Tuesday, November 29, 2005

The Monday after Black Friday ain't so freakin' good either.

Hey chowderheads, it's Frownie here. I hope you all had a wonderful Thanksgiving. A day to give thanks for the whitey McWhites to come over and trade food and life saving skills learned from the native peoples for small pox and blankets. How was mine? Thanks for asking. It was okay. I had to visit my ex-wife and her new husband. Talk about uncomfortable! Oh well, the food was good, and the cranberry sauce from a can is always a classic.

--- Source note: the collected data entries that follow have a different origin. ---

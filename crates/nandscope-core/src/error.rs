//! Error types for nandscope-core
//!
//! This module provides a no_std compatible error type that can be used
//! throughout the crate.

use core::fmt;

/// Core error type - no_std compatible, Copy for efficiency
#[derive(Debug, Clone, Copy, PartialEq, Eq)]
pub enum Error {
    /// ID byte sequence is too short to decode
    InvalidIdentity {
        /// Number of ID bytes that were supplied
        len: usize,
    },
    /// I/O error occurred (reading a dump or a config file)
    IoError,
    /// Configuration could not be parsed
    ConfigError,
}

impl fmt::Display for Error {
    fn fmt(&self, f: &mut fmt::Formatter<'_>) -> fmt::Result {
        match self {
            Self::InvalidIdentity { len } => write!(
                f,
                "ID bytes must be at least {} bytes long, got {}",
                crate::identity::MIN_ID_LEN,
                len
            ),
            Self::IoError => write!(f, "I/O error"),
            Self::ConfigError => write!(f, "invalid analyzer configuration"),
        }
    }
}

#[cfg(feature = "std")]
impl std::error::Error for Error {}

/// Result type alias using the core Error type
pub type Result<T> = core::result::Result<T, Error>;
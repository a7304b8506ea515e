//! Wear leveling statistics
//!
//! A dump is split into whole pages and each page is classified as erased
//! or written. Only a prefix of each page is sampled: a page counts as
//! erased when its first [`ERASED_SAMPLE_LEN`] bytes (or the whole page, if
//! smaller) are all `0xFF`.

use crate::badblock::ERASED_BYTE;

/// Number of leading bytes sampled per page
pub const ERASED_SAMPLE_LEN: usize = 64;

/// Erased/written page counts
#[derive(Debug, Clone, Copy, PartialEq, Eq, Default)]
#[cfg_attr(feature = "std", derive(serde::Serialize))]
pub struct WearStats {
    /// Number of pages examined
    pub total_pages: usize,
    /// Pages whose sampled prefix is all `0xFF`
    pub erased_pages: usize,
    /// Pages that are not erased
    pub written_pages: usize,
}

impl WearStats {
    /// Share of written pages, in percent
    ///
    /// Returns `0.0` when no pages were examined.
    pub fn utilization_percent(&self) -> f64 {
        if self.total_pages == 0 {
            return 0.0;
        }
        self.written_pages as f64 / self.total_pages as f64 * 100.0
    }

    fn record(&mut self, erased: bool) {
        self.total_pages += 1;
        if erased {
            self.erased_pages += 1;
        } else {
            self.written_pages += 1;
        }
    }
}

/// Check whether a page looks erased, sampling at most `sample_len` bytes
///
/// At least one byte is always sampled, so an empty page is never erased.
pub fn is_erased_page(page: &[u8], sample_len: usize) -> bool {
    if page.is_empty() {
        return false;
    }
    let n = sample_len.max(1).min(page.len());
    page[..n].iter().all(|&b| b == ERASED_BYTE)
}

/// Compute wear statistics over every whole page of `buffer`
pub fn analyze(buffer: &[u8], page_size: usize) -> WearStats {
    analyze_with_sample(buffer, page_size, ERASED_SAMPLE_LEN)
}

/// Compute wear statistics with an explicit sample length
pub fn analyze_with_sample(buffer: &[u8], page_size: usize, sample_len: usize) -> WearStats {
    analyze_range(buffer, page_size, 0, usize::MAX, sample_len)
}

/// Compute wear statistics over the pages with index in `start..=end`
///
/// Indices past the last whole page are ignored, so an `end` beyond the
/// dump is clamped. `start > end` examines no pages.
pub fn analyze_range(
    buffer: &[u8],
    page_size: usize,
    start: usize,
    end: usize,
    sample_len: usize,
) -> WearStats {
    let mut stats = WearStats::default();
    if page_size == 0 || start > end {
        return stats;
    }

    let span = (end - start).saturating_add(1);
    for page in buffer.chunks_exact(page_size).skip(start).take(span) {
        stats.record(is_erased_page(page, sample_len));
    }

    log::debug!(
        "Wear scan over pages {}..={} ({} bytes each): {} erased, {} written",
        start,
        end,
        page_size,
        stats.erased_pages,
        stats.written_pages
    );

    stats
}
//! Single-byte parity checksum
//!
//! XOR of every byte in the input. The fold is commutative and
//! associative, so `checksum(a ++ b) == checksum(a) ^ checksum(b)` and a
//! buffer can be fed to [`Checksum`] in any number of pieces.

/// Incremental parity accumulator
#[derive(Debug, Clone, Copy, PartialEq, Eq, Default)]
pub struct Checksum {
    value: u8,
}

impl Checksum {
    /// Create an accumulator seeded at zero
    pub const fn new() -> Self {
        Self { value: 0 }
    }

    /// Fold more bytes into the checksum
    pub fn update(&mut self, data: &[u8]) {
        self.value = data.iter().fold(self.value, |acc, &b| acc ^ b);
    }

    /// Current checksum value
    pub fn finish(&self) -> u8 {
        self.value
    }
}

/// Compute the parity checksum of `data`
pub fn checksum(data: &[u8]) -> u8 {
    let mut sum = Checksum::new();
    sum.update(data);
    sum.finish()
}

/// Check `data` against an expected checksum
pub fn verify(data: &[u8], expected: u8) -> bool {
    checksum(data) == expected
}

#[cfg(test)]
mod tests {
    use super::*;

    #[test]
    fn test_checksum_values() {
        assert_eq!(checksum(&[]), 0x00);
        assert_eq!(checksum(&[0x00, 0x01, 0x02, 0x03]), 0x00);
        assert_eq!(checksum(&[0xFF, 0xFF]), 0x00);
        assert_eq!(checksum(&[0x01, 0x02, 0x03]), 0x00);
        assert_eq!(checksum(&[0xA5]), 0xA5);
        assert_eq!(checksum(&[0xF0, 0x0F, 0x01]), 0xFE);
    }

    #[test]
    fn test_verify() {
        let data = [0x12, 0x34, 0x56];
        let sum = checksum(&data);
        assert!(verify(&data, sum));
        assert!(!verify(&data, sum.wrapping_add(1)));

        assert!(verify(&[], 0));
        assert!(!verify(&[], 1));
    }

    #[test]
    fn test_concatenation() {
        let a = [0xDE, 0xAD, 0xBE, 0xEF];
        let b = [0x01, 0x23, 0x45];
        let joined = [0xDE, 0xAD, 0xBE, 0xEF, 0x01, 0x23, 0x45];
        assert_eq!(checksum(&joined), checksum(&a) ^ checksum(&b));

        let mut sum = Checksum::new();
        sum.update(&a);
        sum.update(&b);
        assert_eq!(sum.finish(), checksum(&joined));
    }

    #[test]
    fn test_order_independent() {
        assert_eq!(checksum(&[0x11, 0x22, 0x44]), checksum(&[0x44, 0x11, 0x22]));
    }

    #[test]
    fn test_single_bit_flip_detected() {
        let data = [0x5A, 0x00, 0xC3, 0x7E];
        let original = checksum(&data);
        for byte in 0..data.len() {
            for bit in 0..8 {
                let mut flipped = data;
                flipped[byte] ^= 1 << bit;
                assert_ne!(checksum(&flipped), original);
            }
        }
    }
}
/*!
Cryptographic components for pqcd.

This module provides the provider contracts, the four concrete providers
(two post-quantum, two classical baselines) and the registry that maps
algorithm tags to them.
*/

// Algorithm identity, key material, sizes
pub mod types;

// Capability contracts
pub mod traits;

// Concrete providers
pub mod algorithms;

// Registry for provider lookup
pub mod registry;

// Re-export frequently used types
pub use algorithms::{create_kem_provider, create_signature_provider};
pub use registry::ProviderRegistry;
pub use traits::{KemProvider, NamedProvider, SignatureProvider};
pub use types::{Algorithm, AlgorithmSizes, Capability, Encapsulation, KeyPair};
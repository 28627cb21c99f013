/*!
Fixed-width P-256 key encodings shared by the classical providers.

Private keys are 32-byte big-endian scalars, public keys are 33-byte SEC1
compressed points.
*/

use p256::elliptic_curve::sec1::ToEncodedPoint;
use p256::{PublicKey, SecretKey};

use crate::core::crypto::types::Algorithm;
use crate::core::crypto::types::constants::p256 as sizes;
use crate::core::error::{Error, InputField, Result};

/// Decode a compressed point, rejecting anything but 33 bytes
pub(crate) fn decode_public_key(algorithm: Algorithm, field: InputField, bytes: &[u8]) -> Result<PublicKey> {
    if bytes.len() != sizes::PUBLIC_KEY_BYTES {
        return Err(Error::wrong_length(algorithm, field, sizes::PUBLIC_KEY_BYTES, bytes.len()));
    }
    PublicKey::from_sec1_bytes(bytes).map_err(|_| Error::malformed(algorithm, field, "not a valid P-256 point"))
}

/// Decode a 32-byte scalar; zero and values >= n are rejected
pub(crate) fn decode_secret_key(algorithm: Algorithm, bytes: &[u8]) -> Result<SecretKey> {
    if bytes.len() != sizes::SECRET_KEY_BYTES {
        return Err(Error::wrong_length(
            algorithm,
            InputField::PrivateKey,
            sizes::SECRET_KEY_BYTES,
            bytes.len(),
        ));
    }
    SecretKey::from_slice(bytes)
        .map_err(|_| Error::malformed(algorithm, InputField::PrivateKey, "scalar out of range"))
}

pub(crate) fn encode_public_key(public_key: &PublicKey) -> Vec<u8> {
    public_key.to_encoded_point(true).as_bytes().to_vec()
}

pub(crate) fn encode_secret_key(secret_key: &SecretKey) -> Vec<u8> {
    secret_key.to_bytes().to_vec()
}
/*!
Traits for signature operations.

This module defines the interface every signature provider implements.
*/

use crate::core::crypto::types::KeyPair;
use crate::core::error::Result;

use super::provider::NamedProvider;

/// Digital signature scheme
pub trait SignatureProvider: NamedProvider {
    /// Generate an independent key pair from a secure random source
    fn keygen(&self) -> Result<KeyPair>;

    /// Sign a message with the private key
    fn sign(&self, private_key: &[u8], message: &[u8]) -> Result<Vec<u8>>;

    /// Verify a signature.
    ///
    /// A well-formed signature that does not match returns `Ok(false)`;
    /// a signature of the wrong length is an error.
    fn verify(&self, public_key: &[u8], message: &[u8], signature: &[u8]) -> Result<bool>;
}
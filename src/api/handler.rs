/*!
Request handlers.

Each handler resolves a provider from the registry, times the provider
call, and records the attempt in the metrics collector whether it
succeeded or failed. Requests rejected before reaching a provider (unknown
algorithm, undecodable hex) are not recorded since no operation ran.
*/

use std::sync::Arc;
use std::time::Instant;

use chrono::Utc;

use super::types::{
    DecapsulateRequest, DecapsulateResponse, EncapsulateRequest, EncapsulateResponse,
    HealthResponse, KeyGenResponse, SignRequest, SignResponse, VerifyRequest, VerifyResponse,
    decode_hex,
};
use crate::core::constants::VERSION;
use crate::core::crypto::types::{Algorithm, Capability, KeyPair};
use crate::core::crypto::ProviderRegistry;
use crate::core::error::{InputField, Result};
use crate::core::metrics::{MetricsCollector, Operation, OperationStat};

/// Handles crypto API requests
#[derive(Clone)]
pub struct CryptoHandler {
    registry: Arc<ProviderRegistry>,
    metrics: Arc<MetricsCollector>,
}

impl CryptoHandler {
    /// Create a new handler over an existing registry and collector
    pub fn new(registry: Arc<ProviderRegistry>, metrics: Arc<MetricsCollector>) -> Self {
        Self { registry, metrics }
    }

    /// Handler over the built-in providers and a fresh collector
    pub fn with_defaults() -> Self {
        Self::new(
            Arc::new(ProviderRegistry::with_defaults()),
            Arc::new(MetricsCollector::new()),
        )
    }

    pub fn registry(&self) -> &Arc<ProviderRegistry> {
        &self.registry
    }

    pub fn metrics(&self) -> &Arc<MetricsCollector> {
        &self.metrics
    }

    /// Run `op`, time it, and record the attempt.
    ///
    /// `sizes` maps the result (None on failure) to `(input, output)` byte counts.
    fn timed<T>(
        &self,
        algorithm: Algorithm,
        operation: Operation,
        op: impl FnOnce() -> Result<T>,
        sizes: impl FnOnce(Option<&T>) -> (usize, usize),
    ) -> Result<T> {
        let start = Instant::now();
        let result = op();
        let elapsed = start.elapsed();

        let (input_size, output_size) = sizes(result.as_ref().ok());
        self.metrics
            .record_operation(algorithm, operation, elapsed, input_size, output_size, result.is_ok());

        if let Err(e) = &result {
            if e.is_client_error() {
                log::warn!("{} {} rejected: {}", algorithm, operation, e);
            } else {
                log::error!("{} {} failed: {}", algorithm, operation, e);
            }
        }
        result
    }

    /// Generate a key pair for any registered algorithm
    pub fn keygen(&self, algorithm: &str) -> Result<KeyGenResponse> {
        let algorithm: Algorithm = algorithm.parse()?;
        log::info!("handling key generation request: algorithm={}", algorithm);

        let key_pair = match algorithm.capability() {
            Capability::Kem => {
                let provider = self.registry.kem_provider(algorithm)?;
                self.timed(algorithm, Operation::KeyGen, || provider.keygen(), keygen_sizes)?
            }
            Capability::Signature => {
                let provider = self.registry.signature_provider(algorithm)?;
                self.timed(algorithm, Operation::KeyGen, || provider.keygen(), keygen_sizes)?
            }
        };

        Ok(KeyGenResponse {
            public_key: hex::encode(&key_pair.public_key),
            private_key: hex::encode(&key_pair.private_key),
            algorithm: key_pair.algorithm,
            fingerprint: key_pair.fingerprint(),
            generated_at: Utc::now(),
        })
    }

    /// Encapsulate against a public key
    pub fn encapsulate(&self, request: &EncapsulateRequest) -> Result<EncapsulateResponse> {
        let algorithm: Algorithm = request.algorithm.parse()?;
        log::info!("handling encapsulation request: algorithm={}", algorithm);

        let public_key = decode_hex(InputField::PublicKey, &request.public_key)?;
        let provider = self.registry.kem_provider(algorithm)?;

        let encapsulation = self.timed(
            algorithm,
            Operation::Encapsulate,
            || provider.encapsulate(&public_key),
            |enc| (public_key.len(), enc.map_or(0, |e| e.ciphertext.len())),
        )?;

        Ok(EncapsulateResponse {
            ciphertext: hex::encode(&encapsulation.ciphertext),
            shared_secret: hex::encode(&encapsulation.shared_secret),
        })
    }

    /// Recover a shared secret
    pub fn decapsulate(&self, request: &DecapsulateRequest) -> Result<DecapsulateResponse> {
        let algorithm: Algorithm = request.algorithm.parse()?;
        log::info!("handling decapsulation request: algorithm={}", algorithm);

        let private_key = decode_hex(InputField::PrivateKey, &request.private_key)?;
        let ciphertext = decode_hex(InputField::Ciphertext, &request.ciphertext)?;
        let provider = self.registry.kem_provider(algorithm)?;

        let shared_secret = self.timed(
            algorithm,
            Operation::Decapsulate,
            || provider.decapsulate(&private_key, &ciphertext),
            |ss| (private_key.len(), ss.map_or(0, |_| ciphertext.len())),
        )?;

        Ok(DecapsulateResponse {
            shared_secret: hex::encode(&shared_secret),
        })
    }

    /// Sign a message
    pub fn sign(&self, algorithm: &str, request: &SignRequest) -> Result<SignResponse> {
        let algorithm: Algorithm = algorithm.parse()?;
        log::info!("handling sign request: algorithm={}", algorithm);

        let private_key = decode_hex(InputField::PrivateKey, &request.private_key)?;
        let provider = self.registry.signature_provider(algorithm)?;

        let signature = self.timed(
            algorithm,
            Operation::Sign,
            || provider.sign(&private_key, request.message.as_bytes()),
            |sig| (private_key.len(), sig.map_or(0, Vec::len)),
        )?;

        Ok(SignResponse {
            signature: hex::encode(&signature),
        })
    }

    /// Verify a signature. A mismatch is a successful call with `valid: false`.
    pub fn verify(&self, algorithm: &str, request: &VerifyRequest) -> Result<VerifyResponse> {
        let algorithm: Algorithm = algorithm.parse()?;
        log::info!("handling verify request: algorithm={}", algorithm);

        let public_key = decode_hex(InputField::PublicKey, &request.public_key)?;
        let signature = decode_hex(InputField::Signature, &request.signature)?;
        let provider = self.registry.signature_provider(algorithm)?;

        let valid = self.timed(
            algorithm,
            Operation::Verify,
            || provider.verify(&public_key, request.message.as_bytes(), &signature),
            |valid| (public_key.len(), valid.map_or(0, |_| signature.len())),
        )?;

        Ok(VerifyResponse { valid })
    }

    /// Snapshot of all collected stats, sorted by algorithm then operation
    pub fn stats(&self) -> Vec<OperationStat> {
        let mut stats = self.metrics.all_stats();
        stats.sort_by_key(|s| (s.algorithm, s.operation));
        stats
    }

    pub fn health(&self) -> HealthResponse {
        HealthResponse {
            status: "ok".to_string(),
            version: VERSION.to_string(),
            kem_algorithms: self.registry.kem_algorithms(),
            signature_algorithms: self.registry.signature_algorithms(),
        }
    }
}

fn keygen_sizes(key_pair: Option<&KeyPair>) -> (usize, usize) {
    key_pair.map_or((0, 0), |kp| (kp.public_key.len(), kp.private_key.len()))
}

Black Friday I went out shopping at about 10 AM, the idiots got it out of their system by getting there at 4 AM, and the people that sleep in wheren't there yet. It was a good time. I got some good deals and only maimed one old woman. I got a t-shirt half off because some teenager ripped it with her freakin' huge curly fingernails, I'd've socked her in the solar plexis had she not been 14. .. and if I had , ya know, hands.

So the weekend came and went, watched a little TV, drank a little red wine, made a couple phone calls to the time and temperature lady just to have a little companionship on a budget. Monday rolls around and I head back into the office.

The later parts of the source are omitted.